Had zij intussen kennis genomen van de zeer gunstige en uitvoerige bespreking van genoemd werkje in de N.R. Crt. door den heer Jaarsma? Had zij mijn bespreking van dit werkje gelezen? Vrouwen kunnen elkaar wel eens meer niet zetten, en een vrouw waardeert zelden wat een vrouw schept. Toch kwam Mevr. Albertine Draayer-de Haas in ‘Den Gulden Winckel’ eveneens met een zeer enthousiast oordeel voor den dag. De ongunstige meening van Mevr. IJ. d. S.-B. komt naast al die andere besprekingen en... haar eigen lof later, in een wat eigenaardig daglicht te staan. Men zal niet kunnen ontkennen ... dat de geest dezer kritieken weinig fris is, en deze opvatting over recenseren ... een beetje simplisties ...

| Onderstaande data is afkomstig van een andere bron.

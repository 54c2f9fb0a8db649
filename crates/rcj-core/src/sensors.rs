use serde::{Deserialize, Serialize};

use crate::Vector3;

/// One reading of the ball's infrared signal.
#[derive(Debug, Clone, Copy, PartialEq, Serialize, Deserialize)]
pub struct BallReading {
    /// Unit vector towards the ball in the robot frame: x forward, y left, z up.
    pub direction: Vector3,
    /// Received signal strength, falling off with the squared distance.
    pub strength: f64,
}

/// Distances measured by the four sonars, in meters.
#[derive(Debug, Clone, Copy, Default, PartialEq, Serialize, Deserialize)]
pub struct SonarValues {
    pub left: f64,
    pub right: f64,
    pub front: f64,
    pub back: f64,
}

Mevrouw IJssel de Schepper-Becker heeft een naam te verliezen. Het is waar: meer als schrijfster dan als critica; maar ze mocht toch waarlik wel een beetje oppassen! Al haar recensies tonen een erbarmelik gebrek aan indringingsvermogen, aan warme aanvoeling: haar psychies klavier is niet breed genoeg en kent maar enkele toonladders. Maar bovendien lijkt zij alle integriteit en beginselvastheid te missen, haar besprekingen hebben geen grondslag, geen diep inzicht, ze zweven in de sfeer van oppervlakkige en waardeloze meninkjes, draaien mee met den wind van het ogenblik, zinken neer tot geborneerdheden en onoprechte naar den mond praterij, en kunnen nog niet eens aanspraak maken op den naam: ‘speelsche zeepbelletjes’, omdat ze zelfs alle kleur en alle bekoring missen!